Thursday, January 25, 2007

To Complain, That is the Question

I went out to dinner tonight. It is neighborhood Italian place within walking distance and is a place I have gone for years. I order the most basic Italian meal you can choose. I order spaghetti and meatballs. I was excited at this basic selection and was so hungry I thought I was going to faint.

I took a sip of my water to find the rim was rough on my lip. It was broken. I didn't think twice and simply turned my glass to drink from the other side. It wasn't a crack. The edge was just rough like it was chipped in the dishwasher. The food came out quickly. I picked up my fork to take my first bite. The meatball was wrong. I couldn't place it at first but I realized it tasted burnt. I stayed with the pasta noodles and picked away at the meatball until I finally convinced myself that it was really horrible. There were no redeeming qualities about it. Do I complain? No....No? But-why? Why do I chose not to say anything?

I have eaten at this restaurant many times and have been happily satisfied. Tonight was just not one of those nights. Why is it that we don't want to make waves when our food is bad? Is it the confrontation aspect? Or is there is something so close to home about food being prepared for us it just seems wrong to say thanks but no thanks? I think for me it has to do with not wanting to be placed in the category of people who complain or risk someone perceiving my actions as that category.

I have complained before at other restaurants and been treated horribly by the staff. This makes the complaint even worse! That is just not something I want to face while I am out to dinner relaxing from a stressful day. I find that if it is a place I like, I have a history visiting, and the food is bad, it is a "bad dish". If it is a restaurant I have never been before, I have a hard time going back because that meal lives on with me as that "bad restaurant".

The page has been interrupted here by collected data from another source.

use std::borrow::Cow;
use std::fmt;

use treematch_core::utils::rule_name_from_kind;

use super::SyntaxNode;

/// Rule name given to anonymous tree-sitter nodes (keywords, punctuation).
pub const ANONYMOUS_RULE: &str = "Token";

/// A tree-sitter node paired with the source it was parsed from.
#[derive(Clone, Copy)]
pub struct SourceNode<'t> {
    node: tree_sitter::Node<'t>,
    source: &'t str,
}

impl<'t> SourceNode<'t> {
    pub fn new(node: tree_sitter::Node<'t>, source: &'t str) -> Self {
        Self { node, source }
    }

    pub fn root(tree: &'t tree_sitter::Tree, source: &'t str) -> Self {
        Self::new(tree.root_node(), source)
    }

    fn wrap(&self, node: tree_sitter::Node<'t>) -> Self {
        Self::new(node, self.source)
    }
}

impl SyntaxNode for SourceNode<'_> {
    fn rule_name(&self) -> Cow<'_, str> {
        if self.node.is_named() {
            Cow::Owned(rule_name_from_kind(self.node.kind()))
        } else {
            Cow::Borrowed(ANONYMOUS_RULE)
        }
    }

    fn child_count(&self) -> usize {
        self.node.child_count()
    }

    fn child(&self, index: usize) -> Option<Self> {
        let index = u32::try_from(index).ok()?;
        self.node.child(index).map(|n| self.wrap(n))
    }

    fn parent(&self) -> Option<Self> {
        self.node.parent().map(|n| self.wrap(n))
    }

    fn text(&self) -> Cow<'_, str> {
        Cow::Borrowed(self.node.utf8_text(self.source.as_bytes()).unwrap_or_default())
    }

    fn token_kind(&self) -> Option<Cow<'_, str>> {
        self.is_terminal().then(|| Cow::Borrowed(self.node.kind()))
    }
}

impl fmt::Debug for SourceNode<'_> {
    fn fmt(&self, f: &mut fmt::Formatter<'_>) -> fmt::Result {
        f.debug_struct("SourceNode")
            .field("kind", &self.node.kind())
            .field("start", &self.node.start_byte())
            .field("end", &self.node.end_byte())
            .finish()
    }
}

There is another side to the story. Maybe it would serve the restaurant if we do speak up? (Not to mention you might get a new meatball!) If the restaurant is of quality they want to hear from us and make changes that will make our dining experiences better. Instead of causing a scene in the middle of the dining room, we can take the manager aside and explain our complaints. If you aren't at all confrontational you can always write or email the restaurant.

What restaurant complaints have you made? Have you ever gone back to the restaurant where you have made a complaint to find there are improvements? Or is that restaurant ruined for you?



Anonymous Steven said...

I guess the main reason I don't complain at restaurants is I'm afraid some kid in the back will take it personally and do something terrible to the "new" food in retaliation. I'd rather just have bad food than something I'd rather not imagine.

This reminds me of the time I got food poisoning from the steam-line at Whole Foods. I still remember staying up all night crying and throwing up so much that it burst the capillaries around my eyes. I've never been so sick.
We called later to notify the manager - to warn him that the proper food handling procedures weren't being followed. Sadly, the manager's first reaction was to condescend and accuse us of instead having a stomach flu. It was shocking to have the manager take this position. To suggest I didn't know the difference between food poisoning and stomach flu was below insulting. Unfortunately, I have had both a stomach flu and food poisoning. You don't confuse the two. This guy either had never had a stomach flu in his life or he was scared and arrogant.
We didn't get anywhere with the manager, so we called Whole Foods headquarters to complain about the manager and the food handling. We never heard back from headquarters and I've never shopped at Whole Foods since. It's a shame.

1:30 AM  
Blogger Erin S. said...

I'm a wimp and rarely complain (I like to blame it on my Midwestern heritage). I've sent things back once or twice, but rarely speak up. I'm also worried about being one of "those people"--you know, the never satisfied, always complaining, rude, etc. Silly, but the way my brain works.

6:03 PM  
Anonymous wugger said...

I had a very wonderful professor once say that assertiveness is a key form of communication we all must learn - and a restaurant is the best place to practice!

Do it there so when you have to be firm and clear with the hospital or the car dealership or someone in your family, you've had some good practice.

However, the spit in the burger thing is a strong argument from Steven!

8:20 PM  
Blogger matt said...

I have found through extensive research as a burned out high school kid working for less money than I feel I am owed merely for showing up, complaining does little. What will no doubt happen is you will tell either the owner, who has an obvious vested interest in the restaurant, or the manager who wants to keep his job that he may lord his authority over his underlings. The person you will not ever talk to is the offender him (or her)self. All the complaint will do is get the person chewed out by his boss, pissing him off causing him to spit in either your food, if you are unfortunate enough to be the person eating there at the time, or some other poor bastard that doesn't have it coming. Swallow it (literally) and get beyond it. Some things you just can't fight. The Man being one of them.